(Stored items)
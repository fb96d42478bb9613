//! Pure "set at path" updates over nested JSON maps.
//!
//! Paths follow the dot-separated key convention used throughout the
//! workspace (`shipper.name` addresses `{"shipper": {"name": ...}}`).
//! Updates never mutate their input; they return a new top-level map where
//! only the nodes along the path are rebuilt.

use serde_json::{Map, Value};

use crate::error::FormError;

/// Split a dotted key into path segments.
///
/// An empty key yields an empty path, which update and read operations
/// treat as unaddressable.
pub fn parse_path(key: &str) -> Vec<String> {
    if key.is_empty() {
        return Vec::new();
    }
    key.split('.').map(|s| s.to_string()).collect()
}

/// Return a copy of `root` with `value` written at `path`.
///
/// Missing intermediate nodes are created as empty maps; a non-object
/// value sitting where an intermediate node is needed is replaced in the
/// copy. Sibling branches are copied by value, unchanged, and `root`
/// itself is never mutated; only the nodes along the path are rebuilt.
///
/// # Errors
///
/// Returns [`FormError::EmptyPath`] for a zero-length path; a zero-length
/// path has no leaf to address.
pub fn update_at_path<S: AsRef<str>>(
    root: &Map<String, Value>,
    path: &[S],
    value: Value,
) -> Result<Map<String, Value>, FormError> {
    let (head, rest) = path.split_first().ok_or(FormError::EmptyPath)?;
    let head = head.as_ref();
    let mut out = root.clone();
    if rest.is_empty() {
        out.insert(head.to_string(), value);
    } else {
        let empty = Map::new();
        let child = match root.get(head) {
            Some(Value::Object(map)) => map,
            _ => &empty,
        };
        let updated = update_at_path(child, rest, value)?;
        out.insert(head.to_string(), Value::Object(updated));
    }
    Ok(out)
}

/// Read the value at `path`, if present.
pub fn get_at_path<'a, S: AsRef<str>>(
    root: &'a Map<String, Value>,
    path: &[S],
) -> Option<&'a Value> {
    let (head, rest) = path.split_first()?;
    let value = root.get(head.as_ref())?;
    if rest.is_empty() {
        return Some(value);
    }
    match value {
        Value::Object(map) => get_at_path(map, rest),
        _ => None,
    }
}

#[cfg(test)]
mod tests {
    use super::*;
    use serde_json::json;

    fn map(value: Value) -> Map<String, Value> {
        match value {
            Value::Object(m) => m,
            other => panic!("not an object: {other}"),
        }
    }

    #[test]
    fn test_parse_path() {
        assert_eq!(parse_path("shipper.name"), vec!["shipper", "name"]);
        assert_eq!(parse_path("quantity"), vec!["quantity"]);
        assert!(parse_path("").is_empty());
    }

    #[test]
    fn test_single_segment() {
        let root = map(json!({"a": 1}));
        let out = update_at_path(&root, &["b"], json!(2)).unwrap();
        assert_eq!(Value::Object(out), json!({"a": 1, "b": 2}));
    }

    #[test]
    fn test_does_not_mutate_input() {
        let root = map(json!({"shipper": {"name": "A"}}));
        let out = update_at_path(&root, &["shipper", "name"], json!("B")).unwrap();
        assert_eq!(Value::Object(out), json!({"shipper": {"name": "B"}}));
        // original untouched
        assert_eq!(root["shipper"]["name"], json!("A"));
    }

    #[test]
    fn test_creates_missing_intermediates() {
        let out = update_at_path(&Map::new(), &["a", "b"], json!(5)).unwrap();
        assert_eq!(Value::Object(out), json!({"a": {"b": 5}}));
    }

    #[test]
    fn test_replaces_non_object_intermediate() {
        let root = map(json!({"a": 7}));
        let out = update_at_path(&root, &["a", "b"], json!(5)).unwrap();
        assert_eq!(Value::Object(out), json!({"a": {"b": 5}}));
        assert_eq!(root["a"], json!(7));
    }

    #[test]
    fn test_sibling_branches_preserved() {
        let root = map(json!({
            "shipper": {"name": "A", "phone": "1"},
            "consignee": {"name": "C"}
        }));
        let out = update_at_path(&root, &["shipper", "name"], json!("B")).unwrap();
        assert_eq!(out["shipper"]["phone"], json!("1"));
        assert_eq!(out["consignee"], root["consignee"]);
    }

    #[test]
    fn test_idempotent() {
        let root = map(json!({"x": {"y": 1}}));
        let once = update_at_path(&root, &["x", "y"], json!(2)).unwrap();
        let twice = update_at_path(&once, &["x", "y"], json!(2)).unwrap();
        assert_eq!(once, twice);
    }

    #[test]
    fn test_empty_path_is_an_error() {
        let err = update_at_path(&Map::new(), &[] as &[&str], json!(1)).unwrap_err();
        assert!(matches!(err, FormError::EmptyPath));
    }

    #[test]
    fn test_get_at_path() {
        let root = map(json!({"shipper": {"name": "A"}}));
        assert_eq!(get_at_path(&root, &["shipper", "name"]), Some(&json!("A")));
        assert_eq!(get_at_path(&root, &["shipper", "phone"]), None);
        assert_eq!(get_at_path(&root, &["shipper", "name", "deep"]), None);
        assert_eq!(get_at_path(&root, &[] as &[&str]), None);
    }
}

==

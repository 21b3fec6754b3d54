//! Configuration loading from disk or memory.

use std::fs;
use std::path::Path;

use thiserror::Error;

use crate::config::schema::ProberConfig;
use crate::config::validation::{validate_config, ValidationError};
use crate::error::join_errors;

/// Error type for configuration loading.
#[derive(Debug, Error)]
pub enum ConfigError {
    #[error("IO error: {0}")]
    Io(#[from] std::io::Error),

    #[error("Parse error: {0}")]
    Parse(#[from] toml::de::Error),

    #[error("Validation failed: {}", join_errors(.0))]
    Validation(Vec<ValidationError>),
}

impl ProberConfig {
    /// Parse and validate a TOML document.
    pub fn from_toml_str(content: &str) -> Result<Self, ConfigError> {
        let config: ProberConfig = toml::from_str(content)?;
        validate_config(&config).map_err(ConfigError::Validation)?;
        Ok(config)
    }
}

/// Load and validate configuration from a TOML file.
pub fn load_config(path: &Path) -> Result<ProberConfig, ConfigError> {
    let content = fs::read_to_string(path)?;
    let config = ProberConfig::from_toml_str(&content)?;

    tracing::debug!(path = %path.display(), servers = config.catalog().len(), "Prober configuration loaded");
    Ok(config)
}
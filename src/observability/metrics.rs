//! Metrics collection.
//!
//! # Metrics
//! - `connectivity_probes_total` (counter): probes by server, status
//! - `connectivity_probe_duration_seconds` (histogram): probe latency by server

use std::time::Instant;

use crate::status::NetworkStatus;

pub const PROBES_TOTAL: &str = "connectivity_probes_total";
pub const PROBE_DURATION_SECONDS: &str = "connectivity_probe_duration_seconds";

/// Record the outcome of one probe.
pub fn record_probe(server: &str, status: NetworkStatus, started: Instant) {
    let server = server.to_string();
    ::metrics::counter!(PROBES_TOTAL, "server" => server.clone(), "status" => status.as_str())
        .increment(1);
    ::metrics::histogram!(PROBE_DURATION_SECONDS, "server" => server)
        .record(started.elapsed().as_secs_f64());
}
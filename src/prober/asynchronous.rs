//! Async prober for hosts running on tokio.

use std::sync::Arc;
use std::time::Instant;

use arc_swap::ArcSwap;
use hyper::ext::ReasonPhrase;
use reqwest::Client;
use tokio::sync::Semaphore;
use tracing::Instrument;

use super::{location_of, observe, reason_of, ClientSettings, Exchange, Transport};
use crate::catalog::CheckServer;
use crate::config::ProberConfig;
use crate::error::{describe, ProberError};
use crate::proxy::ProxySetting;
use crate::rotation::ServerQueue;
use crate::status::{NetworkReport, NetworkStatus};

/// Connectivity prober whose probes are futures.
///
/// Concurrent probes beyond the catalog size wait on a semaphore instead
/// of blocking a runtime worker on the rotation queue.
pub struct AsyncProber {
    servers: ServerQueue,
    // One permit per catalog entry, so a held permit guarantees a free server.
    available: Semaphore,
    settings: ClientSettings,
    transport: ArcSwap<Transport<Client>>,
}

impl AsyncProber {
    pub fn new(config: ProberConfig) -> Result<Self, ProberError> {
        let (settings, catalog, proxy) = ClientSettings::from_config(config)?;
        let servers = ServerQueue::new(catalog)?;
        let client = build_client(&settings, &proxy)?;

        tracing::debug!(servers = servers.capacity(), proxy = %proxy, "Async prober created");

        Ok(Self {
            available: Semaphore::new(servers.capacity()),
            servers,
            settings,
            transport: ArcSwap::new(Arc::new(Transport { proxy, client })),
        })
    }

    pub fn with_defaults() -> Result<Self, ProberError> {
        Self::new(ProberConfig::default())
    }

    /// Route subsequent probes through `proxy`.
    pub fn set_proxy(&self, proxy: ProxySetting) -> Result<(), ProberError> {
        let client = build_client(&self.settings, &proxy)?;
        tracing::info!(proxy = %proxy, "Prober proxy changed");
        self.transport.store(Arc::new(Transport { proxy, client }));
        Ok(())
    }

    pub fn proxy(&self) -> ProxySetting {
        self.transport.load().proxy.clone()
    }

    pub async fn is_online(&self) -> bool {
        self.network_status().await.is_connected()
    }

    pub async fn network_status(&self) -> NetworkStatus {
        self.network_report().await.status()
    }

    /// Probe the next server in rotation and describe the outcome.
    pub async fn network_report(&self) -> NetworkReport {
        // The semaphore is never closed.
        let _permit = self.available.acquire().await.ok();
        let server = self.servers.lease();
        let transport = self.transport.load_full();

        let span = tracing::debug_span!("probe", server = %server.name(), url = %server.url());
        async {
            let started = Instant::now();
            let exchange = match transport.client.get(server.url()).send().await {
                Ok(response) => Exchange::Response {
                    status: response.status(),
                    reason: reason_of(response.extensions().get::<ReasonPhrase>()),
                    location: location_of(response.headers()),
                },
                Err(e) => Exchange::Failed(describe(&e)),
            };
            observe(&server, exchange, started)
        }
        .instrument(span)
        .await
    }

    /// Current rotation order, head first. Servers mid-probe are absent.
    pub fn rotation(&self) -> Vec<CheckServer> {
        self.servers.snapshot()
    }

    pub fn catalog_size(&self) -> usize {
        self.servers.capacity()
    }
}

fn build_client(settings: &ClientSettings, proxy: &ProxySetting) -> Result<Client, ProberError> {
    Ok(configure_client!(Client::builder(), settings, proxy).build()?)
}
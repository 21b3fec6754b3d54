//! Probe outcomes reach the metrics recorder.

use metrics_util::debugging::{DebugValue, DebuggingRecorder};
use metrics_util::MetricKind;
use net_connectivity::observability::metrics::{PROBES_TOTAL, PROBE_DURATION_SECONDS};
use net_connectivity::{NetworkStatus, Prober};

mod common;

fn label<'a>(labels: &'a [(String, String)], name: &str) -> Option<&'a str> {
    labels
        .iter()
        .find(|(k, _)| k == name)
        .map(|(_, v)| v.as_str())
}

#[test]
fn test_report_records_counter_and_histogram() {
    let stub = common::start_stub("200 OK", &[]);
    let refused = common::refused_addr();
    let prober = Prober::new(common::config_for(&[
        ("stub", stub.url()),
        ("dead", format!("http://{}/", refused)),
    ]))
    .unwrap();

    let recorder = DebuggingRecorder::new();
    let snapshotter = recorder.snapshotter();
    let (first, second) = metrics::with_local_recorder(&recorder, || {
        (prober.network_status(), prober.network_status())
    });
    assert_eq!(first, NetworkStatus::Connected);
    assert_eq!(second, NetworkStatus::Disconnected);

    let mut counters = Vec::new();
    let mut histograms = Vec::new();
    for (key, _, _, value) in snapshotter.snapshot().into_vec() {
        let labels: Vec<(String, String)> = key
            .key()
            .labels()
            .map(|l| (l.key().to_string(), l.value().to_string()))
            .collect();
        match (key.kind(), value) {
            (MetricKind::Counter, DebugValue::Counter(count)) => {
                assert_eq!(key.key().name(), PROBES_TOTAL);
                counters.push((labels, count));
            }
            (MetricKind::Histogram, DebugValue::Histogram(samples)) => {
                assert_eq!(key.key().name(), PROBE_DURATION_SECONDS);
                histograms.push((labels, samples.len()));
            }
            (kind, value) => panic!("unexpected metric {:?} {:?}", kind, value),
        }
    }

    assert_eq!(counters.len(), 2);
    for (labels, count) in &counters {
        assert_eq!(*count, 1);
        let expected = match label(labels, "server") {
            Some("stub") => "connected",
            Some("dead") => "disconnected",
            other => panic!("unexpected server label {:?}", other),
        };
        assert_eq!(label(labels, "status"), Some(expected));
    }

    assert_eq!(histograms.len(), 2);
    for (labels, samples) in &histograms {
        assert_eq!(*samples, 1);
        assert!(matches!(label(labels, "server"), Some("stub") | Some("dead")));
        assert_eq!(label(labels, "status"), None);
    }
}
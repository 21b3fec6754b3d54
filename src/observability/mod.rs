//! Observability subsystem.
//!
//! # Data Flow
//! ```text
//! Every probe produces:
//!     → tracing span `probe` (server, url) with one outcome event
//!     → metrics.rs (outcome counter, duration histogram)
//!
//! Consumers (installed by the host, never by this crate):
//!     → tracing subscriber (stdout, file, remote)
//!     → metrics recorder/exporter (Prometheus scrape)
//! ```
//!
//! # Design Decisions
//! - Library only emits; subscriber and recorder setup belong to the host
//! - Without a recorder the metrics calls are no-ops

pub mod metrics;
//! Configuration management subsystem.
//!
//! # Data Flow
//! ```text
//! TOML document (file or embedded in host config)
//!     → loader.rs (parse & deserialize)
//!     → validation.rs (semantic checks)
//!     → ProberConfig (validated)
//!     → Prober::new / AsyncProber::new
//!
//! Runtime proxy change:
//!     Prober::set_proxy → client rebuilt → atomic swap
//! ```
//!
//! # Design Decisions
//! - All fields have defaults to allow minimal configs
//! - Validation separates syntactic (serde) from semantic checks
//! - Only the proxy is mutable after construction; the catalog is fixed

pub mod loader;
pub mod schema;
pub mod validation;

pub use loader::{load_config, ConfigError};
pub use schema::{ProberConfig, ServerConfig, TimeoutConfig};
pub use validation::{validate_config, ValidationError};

* **Task item**
Working from the data above, extract solely the lines from the one containing "repository fb96d42478bb9613" through the one containing "return Some(value);", exactly as they appear, both included.

* **Reply to the task**
repository fb96d42478bb9613
//! Pure "set at path" updates over nested JSON maps.
//!
//! Paths follow the dot-separated key convention used throughout the
//! workspace (`shipper.name` addresses `{"shipper": {"name": ...}}`).
//! Updates never mutate their input; they return a new top-level map where
//! only the nodes along the path are rebuilt.

use serde_json::{Map, Value};

use crate::error::FormError;

/// Split a dotted key into path segments.
///
/// An empty key yields an empty path, which update and read operations
/// treat as unaddressable.
pub fn parse_path(key: &str) -> Vec<String> {
    if key.is_empty() {
        return Vec::new();
    }
    key.split('.').map(|s| s.to_string()).collect()
}

/// Return a copy of `root` with `value` written at `path`.
///
/// Missing intermediate nodes are created as empty maps; a non-object
/// value sitting where an intermediate node is needed is replaced in the
/// copy. Sibling branches are copied by value, unchanged, and `root`
/// itself is never mutated; only the nodes along the path are rebuilt.
///
/// # Errors
///
/// Returns [`FormError::EmptyPath`] for a zero-length path; a zero-length
/// path has no leaf to address.
pub fn update_at_path<S: AsRef<str>>(
    root: &Map<String, Value>,
    path: &[S],
    value: Value,
) -> Result<Map<String, Value>, FormError> {
    let (head, rest) = path.split_first().ok_or(FormError::EmptyPath)?;
    let head = head.as_ref();
    let mut out = root.clone();
    if rest.is_empty() {
        out.insert(head.to_string(), value);
    } else {
        let empty = Map::new();
        let child = match root.get(head) {
            Some(Value::Object(map)) => map,
            _ => &empty,
        };
        let updated = update_at_path(child, rest, value)?;
        out.insert(head.to_string(), Value::Object(updated));
    }
    Ok(out)
}

/// Read the value at `path`, if present.
pub fn get_at_path<'a, S: AsRef<str>>(
    root: &'a Map<String, Value>,
    path: &[S],
) -> Option<&'a Value> {
    let (head, rest) = path.split_first()?;
    let value = root.get(head.as_ref())?;
    if rest.is_empty() {
        return Some(value);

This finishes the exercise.